When you place a large amount of stress on your Achilles tendon too quickly, it can become inflamed from tiny tears that occur during the activity. Achilles tendonitis is often a result of
overtraining, or doing too much too soon. Excessive hill running can contribute to it. Flattening of the arch of your foot can place you at increased risk of developing Achilles tendonitis because of
the extra stress placed on your Achilles tendon when walking or running.
People with Achilles tendinitis may experience pain during and after exercising. Running and jumping activities become painful and difficult. Symptoms include stiffness and pain in the back of the
ankle when pushing off the ball of the foot. For patients with chronic tendinitis (longer than six weeks), x-rays may reveal calcification (hardening of the tissue) in the tendon. Chronic tendinitis
can result in a breakdown of the tendon, or tendinosis, which weakens the tendon and may cause a rupture.
Studies such as x-rays and MRIs are not usually needed to make the diagnosis of tendonitis. While they are not needed for diagnosis of tendonitis, x-rays may be performed to ensure there is no other
problem, such as a fracture, that could be causing the symptoms of pain and swelling. X-rays may show evidence of swelling around the tendon. MRIs are also good tests identify swelling, and will show
evidence of tendonitis. However, these tests are not usually needed to confirm the diagnosis; MRIs are usually only performed if there is a suspicion of another problem that could be causing the
symptoms. Once the diagnosis of tendonitis is confirmed, the next step is to proceed with appropriate treatment. Treatment depends on the specific type of tendonitis. Once the specific diagnosis is
confirmed, the appropriate treatment of tendonitis can be initiated.

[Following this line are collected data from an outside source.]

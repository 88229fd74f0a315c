// painel-core/src/console/state.rs
//
// Read-only view of the console, published after every handled input.

use painel_common::models::{ActiveSession, ChatMessage, ConnectionStatus, MediaKind, Operator, QueueEntry, Session};

#[derive(Debug, Clone, Copy, PartialEq, Eq, Default)]
pub enum ConsolePhase {
    #[default]
    LoggedOut,
    Authenticating,
    Connecting,
    Idle,
    InSession,
    Disconnected,
    Error,
}

impl ConsolePhase {
    pub fn derive(logged_in: bool, authenticating: bool, status: &ConnectionStatus, in_session: bool) -> Self {
        if !logged_in {
            return if authenticating { ConsolePhase::Authenticating } else { ConsolePhase::LoggedOut };
        }
        match status {
            ConnectionStatus::Connecting => ConsolePhase::Connecting,
            ConnectionStatus::Connected if in_session => ConsolePhase::InSession,
            ConnectionStatus::Connected => ConsolePhase::Idle,
            ConnectionStatus::Disconnected => ConsolePhase::Disconnected,
            ConnectionStatus::Error(_) => ConsolePhase::Error,
        }
    }
}

#[derive(Debug, Clone, PartialEq, Eq)]
pub struct PendingSummary {
    pub file_name: String,
    pub kind: MediaKind,
    pub size: usize,
    pub preview: String,
}

#[derive(Debug, Clone, Default, PartialEq)]
pub struct ConsoleSnapshot {
    pub phase: ConsolePhase,
    pub status: ConnectionStatus,
    pub operator: Option<Operator>,
    pub session: Option<Session>,
    pub has_token: bool,
    pub queue: Vec<QueueEntry>,
    pub active: Option<ActiveSession>,
    pub transcript: Vec<ChatMessage>,
    pub draft: String,
    pub pending: Option<PendingSummary>,
    pub uploading: bool,
    pub error_notice: Option<String>,
    pub success_notice: Option<String>,
    /// Session waiting for an end confirmation.
    pub confirm_end: Option<String>,
}

#[cfg(test)]
mod tests {
    use super::*;

    #[test]
    fn phase_derivation() {
        let connected = ConnectionStatus::Connected;
        assert_eq!(ConsolePhase::derive(false, false, &connected, false), ConsolePhase::LoggedOut);
        assert_eq!(ConsolePhase::derive(false, true, &connected, false), ConsolePhase::Authenticating);
        assert_eq!(ConsolePhase::derive(true, false, &ConnectionStatus::Connecting, false), ConsolePhase::Connecting);
        assert_eq!(ConsolePhase::derive(true, false, &connected, false), ConsolePhase::Idle);
        assert_eq!(ConsolePhase::derive(true, false, &connected, true), ConsolePhase::InSession);
        assert_eq!(
            ConsolePhase::derive(true, false, &ConnectionStatus::Error("x".into()), true),
            ConsolePhase::Error
        );
        assert_eq!(ConsolePhase::derive(true, false, &ConnectionStatus::Disconnected, true), ConsolePhase::Disconnected);
    }
}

Take a course (5 - 7 days) of non-steroidal anti-inflammatory drugs(ibuprofen/voltaren/cataflam/mobic) available from your general practitioner or pharmacist. Apply ice to the Achilles - for 10
minutes every 2 hours, in order to reduce the inflammation. Avoid weight-bearing activities and keep foot elevated where possible. Self-massage - using arnica oil or anti-inflammatory gel. Rub in
semi-circles in all directions away from the knotted tissue, three times a day once the nodule is gone, stretch the calf muscle gently do not start running until you can do heel raises and jumping
exercises without pain return to running gradually full recovery is usually between six to eight weeks.
Histological and biological studies on tendon healing have made it possible to envisage surgical repair using a percutaneous approach, with the following objectives, a minimal, and not very
aggressive, operation, which is quick and easy and within the capabilities of all surgeons, the shortest hospitalisation period possible, above all, early and effective re-education, providing a
satisfactory result both in terms of solidity and the comfort of the patient. The percutaneous tenosynthesis TENOLIG combines stability, reliability, patient comfort and lower overall social and
professional costs for this type of lesion.
Suggestions to reduce your risk of Achilles tendonitis include, incorporate stretching into your warm-up and cool-down routines, maintain an adequate level of fitness for your sport, avoid dramatic
increases in sports training, if you experience pain in your Achilles tendon, rest the area. Trying to ?work through? the pain will only make your injury worse, wear good quality supportive shoes
appropriate to your sport. If there is foot deformity or flattening, obtain orthoses, avoid wearing high heels on a regular basis. Maintaining your foot in a ?tiptoe? position shortens your calf
muscles and reduces the flexibility of your Achilles tendon. An inflexible Achilles tendon is more susceptible to injury, maintain a normal healthy weight.